[Saved entries]
__________
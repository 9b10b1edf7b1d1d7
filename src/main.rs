use std::path::PathBuf;
use std::process::exit;
use std::sync::Arc;
use std::thread;
use std::time::{Duration, Instant};

use anyhow::{bail, Context, Result};
use clap::{Parser, Subcommand};

use iitdaq::handshake::NoEvents;
use iitdaq::logging::init_rust_logging;
use iitdaq::serial::PORT_CONFIG_FILE;
use iitdaq::{
    available_ports, Acquisition, ChannelRegistry, ChannelTable, DecodedBlock, PortConfig, SerialLinks,
    SessionConfig,
};

#[derive(Parser, Debug)]
#[command(name = "iitdaq", about = "Acquire biosignals from the IIT sensor over USB serial")]
struct Args {
    #[command(subcommand)]
    command: Command,
}

#[derive(Subcommand, Debug)]
enum Command {
    /// List serial ports
    Ports,
    /// Run one acquisition session and print block summaries
    Acquire {
        /// Shell (command) port; defaults to the port configuration file
        #[arg(long)]
        shell: Option<String>,
        /// Data port; defaults to the port configuration file
        #[arg(long)]
        data: Option<String>,
        /// Port configuration file
        #[arg(long, default_value = PORT_CONFIG_FILE)]
        config: PathBuf,
        /// JSON channel table replacing the built-in one
        #[arg(long)]
        channels: Option<PathBuf>,
        /// Channel to acquire (repeatable), e.g. --channel ECG --channel PPG
        #[arg(long = "channel", short = 'c', required = true)]
        selected: Vec<String>,
        /// Variant override as CHANNEL=VARIANT, e.g. "ADC=2 CH"
        #[arg(long = "variant")]
        variants: Vec<String>,
        /// Bit width override as CHANNEL=BITS, e.g. ECG=24
        #[arg(long = "bits")]
        bit_widths: Vec<String>,
        /// Seconds to stream before stopping
        #[arg(long, default_value_t = 10.0)]
        seconds: f64,
    },
}

fn main() {
    init_rust_logging();
    if let Err(e) = run() {
        eprintln!("Error: {e:#}");
        exit(1);
    }
}

fn run() -> Result<()> {
    match Args::parse().command {
        Command::Ports => list_ports(),
        Command::Acquire {
            shell,
            data,
            config,
            channels,
            selected,
            variants,
            bit_widths,
            seconds,
        } => {
            let table = match channels {
                Some(path) => ChannelTable::from_json_file(&path)
                    .with_context(|| format!("Failed to load channel table {}", path.display()))?,
                None => ChannelTable::builtin(),
            };
            let registry = Arc::new(ChannelRegistry::new(table)?);
            configure(&registry, &selected, &variants, &bit_widths)?;

            let ports = match (shell, data) {
                (Some(shell), Some(data)) => PortConfig::new(shell, data),
                (None, None) => PortConfig::load_or_create(&config),
                _ => bail!("--shell and --data must be given together"),
            };
            acquire(registry, ports, Duration::from_secs_f64(seconds.max(0.0)))
        }
    }
}

fn list_ports() -> Result<()> {
    let ports = available_ports().context("Failed to enumerate serial ports")?;
    if ports.is_empty() {
        println!("No serial ports found.");
    }
    for port in ports {
        println!("{port}");
    }
    Ok(())
}

fn split_pair<'a>(arg: &'a str, flag: &str) -> Result<(&'a str, &'a str)> {
    arg.split_once('=')
        .map(|(k, v)| (k.trim(), v.trim()))
        .with_context(|| format!("--{flag} expects CHANNEL=VALUE, got {arg:?}"))
}

fn configure(registry: &ChannelRegistry, selected: &[String], variants: &[String], bits: &[String]) -> Result<()> {
    for arg in variants {
        let (channel, variant) = split_pair(arg, "variant")?;
        registry.update(channel, variant)?;
    }
    for arg in bits {
        let (channel, value) = split_pair(arg, "bits")?;
        // unsupported widths keep the channel's current setting
        let applied = value.parse().is_ok_and(|width| registry.set_bit_width(channel, width));
        if !applied {
            eprintln!("Warning: ignoring bit width {value:?} for {channel}");
        }
    }
    for channel in selected {
        if !registry.select(channel) {
            bail!("unknown channel {channel:?}");
        }
    }
    Ok(())
}

fn acquire(registry: Arc<ChannelRegistry>, ports: PortConfig, duration: Duration) -> Result<()> {
    println!("Shell port: {}, data port: {}", ports.shell_port, ports.data_port);
    println!("Channels: {}", registry.selected_channels().join(", "));

    let mut links = SerialLinks::new(ports);
    let sink = |block: DecodedBlock| {
        let first = block.frames.first().cloned().unwrap_or_default();
        let lost = if block.lost_samples != 0 {
            format!(" | lost ~{}", block.lost_samples)
        } else {
            String::new()
        };
        println!(
            "[{:>8.3}s] {:<5} ts={:>5} rows={:>3} first={:?}{}",
            block.elapsed_s(),
            block.channel,
            block.timestamp,
            block.frames.len(),
            first,
            lost
        );
    };

    let mut session = Acquisition::start(
        &mut links,
        registry,
        SessionConfig::default(),
        Arc::new(NoEvents),
        sink,
    )
    .context("Failed to start acquisition")?;

    println!("Streaming for {:.1}s...", duration.as_secs_f64());
    let deadline = Instant::now() + duration;
    while Instant::now() < deadline {
        if !session.connected() {
            println!("Device disconnected.");
            break;
        }
        thread::sleep(Duration::from_millis(100));
    }

    println!("Stopping...");
    session.shutdown().context("Shutdown incomplete")?;
    let stats = session.assembler_stats();
    println!(
        "Done: {} packets, {} blocks, {} bytes discarded.",
        stats.packets,
        session.blocks_delivered(),
        stats.discarded_bytes
    );
    Ok(())
}
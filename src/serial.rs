//! USB serial links: port discovery, persisted port assignment and the
//! [`DeviceLinks`] implementation used against real hardware.
//!
//! The sensor enumerates as two CDC-ACM ports, one carrying the text shell
//! and one carrying binary sample packets.

use std::fmt;
use std::fs;
use std::io::{Read, Write};
use std::path::Path;
use std::time::Duration;

use log::{debug, info, warn};
use serde::{Deserialize, Serialize};
use serialport::{ClearBuffer, SerialPortType};

use crate::errors::Result;
use crate::session::DeviceLinks;

pub const BAUD_RATE: u32 = 115_200;

/// Shell reads must time out so the reader thread can notice shutdown.
pub const SHELL_READ_TIMEOUT: Duration = Duration::from_millis(150);
pub const DATA_READ_TIMEOUT: Duration = Duration::from_millis(100);

pub const PORT_CONFIG_FILE: &str = "usb_ports_config.json";

const DEFAULT_SHELL_PORT: &str = "/dev/tty.usbmodem1201";
const DEFAULT_DATA_PORT: &str = "/dev/tty.usbmodem1203";

// ============================================================================
// Port discovery
// ============================================================================

/// A serial port visible to the host.
#[derive(Debug, Clone, PartialEq, Eq, Serialize)]
pub struct PortInfo {
    pub device: String,
    pub description: String,
    pub hwid: String,
}

impl fmt::Display for PortInfo {
    fn fmt(&self, f: &mut fmt::Formatter<'_>) -> fmt::Result {
        write!(f, "{}  {}  [{}]", self.device, self.description, self.hwid)
    }
}

impl From<serialport::SerialPortInfo> for PortInfo {
    fn from(info: serialport::SerialPortInfo) -> Self {
        let (description, hwid) = match info.port_type {
            SerialPortType::UsbPort(usb) => {
                let description = usb
                    .product
                    .clone()
                    .or_else(|| usb.manufacturer.clone())
                    .unwrap_or_else(|| "USB Serial Device".to_string());
                let mut hwid = format!("USB VID:PID={:04X}:{:04X}", usb.vid, usb.pid);
                if let Some(serial) = &usb.serial_number {
                    hwid.push_str(&format!(" SER={serial}"));
                }
                (description, hwid)
            }
            SerialPortType::BluetoothPort => ("Bluetooth Serial".to_string(), "BLUETOOTH".to_string()),
            SerialPortType::PciPort => ("PCI Serial".to_string(), "PCI".to_string()),
            SerialPortType::Unknown => ("Unknown Device".to_string(), "N/A".to_string()),
        };
        Self {
            device: info.port_name,
            description,
            hwid,
        }
    }
}

/// Enumerate serial ports.
pub fn available_ports() -> Result<Vec<PortInfo>> {
    let ports = serialport::available_ports()?;
    debug!("found {} serial ports", ports.len());
    Ok(ports.into_iter().map(PortInfo::from).collect())
}

// ============================================================================
// Port configuration
// ============================================================================

/// Which port carries which link.
#[derive(Debug, Clone, PartialEq, Eq, Serialize, Deserialize)]
pub struct PortConfig {
    pub shell_port: String,
    pub data_port: String,
}

impl Default for PortConfig {
    fn default() -> Self {
        Self {
            shell_port: DEFAULT_SHELL_PORT.to_string(),
            data_port: DEFAULT_DATA_PORT.to_string(),
        }
    }
}

impl PortConfig {
    pub fn new(shell_port: impl Into<String>, data_port: impl Into<String>) -> Self {
        Self {
            shell_port: shell_port.into(),
            data_port: data_port.into(),
        }
    }

    pub fn load(path: impl AsRef<Path>) -> Result<Self> {
        let text = fs::read_to_string(path)?;
        Ok(serde_json::from_str(&text)?)
    }

    pub fn save(&self, path: impl AsRef<Path>) -> Result<()> {
        let path = path.as_ref();
        fs::write(path, serde_json::to_string_pretty(self)?)?;
        info!("saved port configuration to {}", path.display());
        Ok(())
    }

    /// Load `path`, writing the defaults there first if it does not exist.
    /// An unreadable file yields the defaults.
    pub fn load_or_create(path: impl AsRef<Path>) -> Self {
        let path = path.as_ref();
        if !path.exists() {
            let config = Self::default();
            if let Err(e) = config.save(path) {
                warn!("could not write {}: {e}", path.display());
            }
            return config;
        }
        match Self::load(path) {
            Ok(config) => config,
            Err(e) => {
                warn!("could not read {}: {e}; using defaults", path.display());
                Self::default()
            }
        }
    }
}

// ============================================================================
// Serial links
// ============================================================================

/// Opens the shell and data ports named by a [`PortConfig`].
#[derive(Debug, Clone)]
pub struct SerialLinks {
    pub ports: PortConfig,
    pub baud_rate: u32,
    pub shell_timeout: Duration,
    pub data_timeout: Duration,
}

impl SerialLinks {
    pub fn new(ports: PortConfig) -> Self {
        Self {
            ports,
            baud_rate: BAUD_RATE,
            shell_timeout: SHELL_READ_TIMEOUT,
            data_timeout: DATA_READ_TIMEOUT,
        }
    }
}

impl DeviceLinks for SerialLinks {
    fn open_shell(&mut self) -> Result<(Box<dyn Read + Send>, Box<dyn Write + Send>)> {
        let port = serialport::new(&self.ports.shell_port, self.baud_rate)
            .timeout(self.shell_timeout)
            .open()?;
        let writer = port.try_clone()?;
        info!("shell link open on {}", self.ports.shell_port);
        Ok((Box::new(port), Box::new(writer)))
    }

    fn open_data(&mut self) -> Result<Box<dyn Read + Send>> {
        let port = serialport::new(&self.ports.data_port, self.baud_rate)
            .timeout(self.data_timeout)
            .open()?;
        if let Err(e) = port.clear(ClearBuffer::Input) {
            warn!("could not flush {}: {e}", self.ports.data_port);
        }
        info!("data link open on {}", self.ports.data_port);
        Ok(Box::new(port))
    }
}

#[cfg(test)]
mod tests {
    use super::*;

    #[test]
    fn missing_config_is_created_with_defaults() {
        let dir = tempfile::tempdir().unwrap();
        let path = dir.path().join(PORT_CONFIG_FILE);

        let config = PortConfig::load_or_create(&path);
        assert_eq!(config, PortConfig::default());
        assert!(path.exists());
        assert_eq!(PortConfig::load(&path).unwrap(), config);
    }

    #[test]
    fn saved_config_is_loaded_back() {
        let dir = tempfile::tempdir().unwrap();
        let path = dir.path().join(PORT_CONFIG_FILE);
        let config = PortConfig::new("/dev/ttyACM0", "/dev/ttyACM1");
        config.save(&path).unwrap();

        assert_eq!(PortConfig::load_or_create(&path), config);
        let text = fs::read_to_string(&path).unwrap();
        assert!(text.contains("\"shell_port\": \"/dev/ttyACM0\""));
    }

    #[test]
    fn unreadable_config_falls_back_to_defaults() {
        let dir = tempfile::tempdir().unwrap();
        let path = dir.path().join(PORT_CONFIG_FILE);
        fs::write(&path, "{ not json").unwrap();

        assert_eq!(PortConfig::load_or_create(&path), PortConfig::default());
        assert!(PortConfig::load(&path).is_err());
    }

    #[test]
    fn usb_port_description_and_hwid() {
        let info = serialport::SerialPortInfo {
            port_name: "/dev/ttyACM0".into(),
            port_type: SerialPortType::UsbPort(serialport::UsbPortInfo {
                vid: 0x2FE3,
                pid: 0x0100,
                serial_number: Some("E4A1".into()),
                manufacturer: Some("ZEPHYR".into()),
                product: Some("Sensor Shell".into()),
            }),
        };
        let port = PortInfo::from(info);
        assert_eq!(port.device, "/dev/ttyACM0");
        assert_eq!(port.description, "Sensor Shell");
        assert_eq!(port.hwid, "USB VID:PID=2FE3:0100 SER=E4A1");

        let unknown = PortInfo::from(serialport::SerialPortInfo {
            port_name: "/dev/ttyS0".into(),
            port_type: SerialPortType::Unknown,
        });
        assert_eq!(unknown.description, "Unknown Device");
        assert_eq!(unknown.hwid, "N/A");
    }
}
//! A Bril program: functions made of flat three-address instructions over named registers.

mod func;
mod instr;
mod json;
mod ty;

pub use func::{Function, Param, Program};
pub use instr::{EffectOp, Instr, ValueOp};
pub use ty::{IrTy, Literal};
__________
◆ ACTIVITY ◆
Show all lines from the entries that hold "NoEvents".

◆ TASK OUTPUT ◆
use iitdaq::handshake::NoEvents;
        Arc::new(NoEvents),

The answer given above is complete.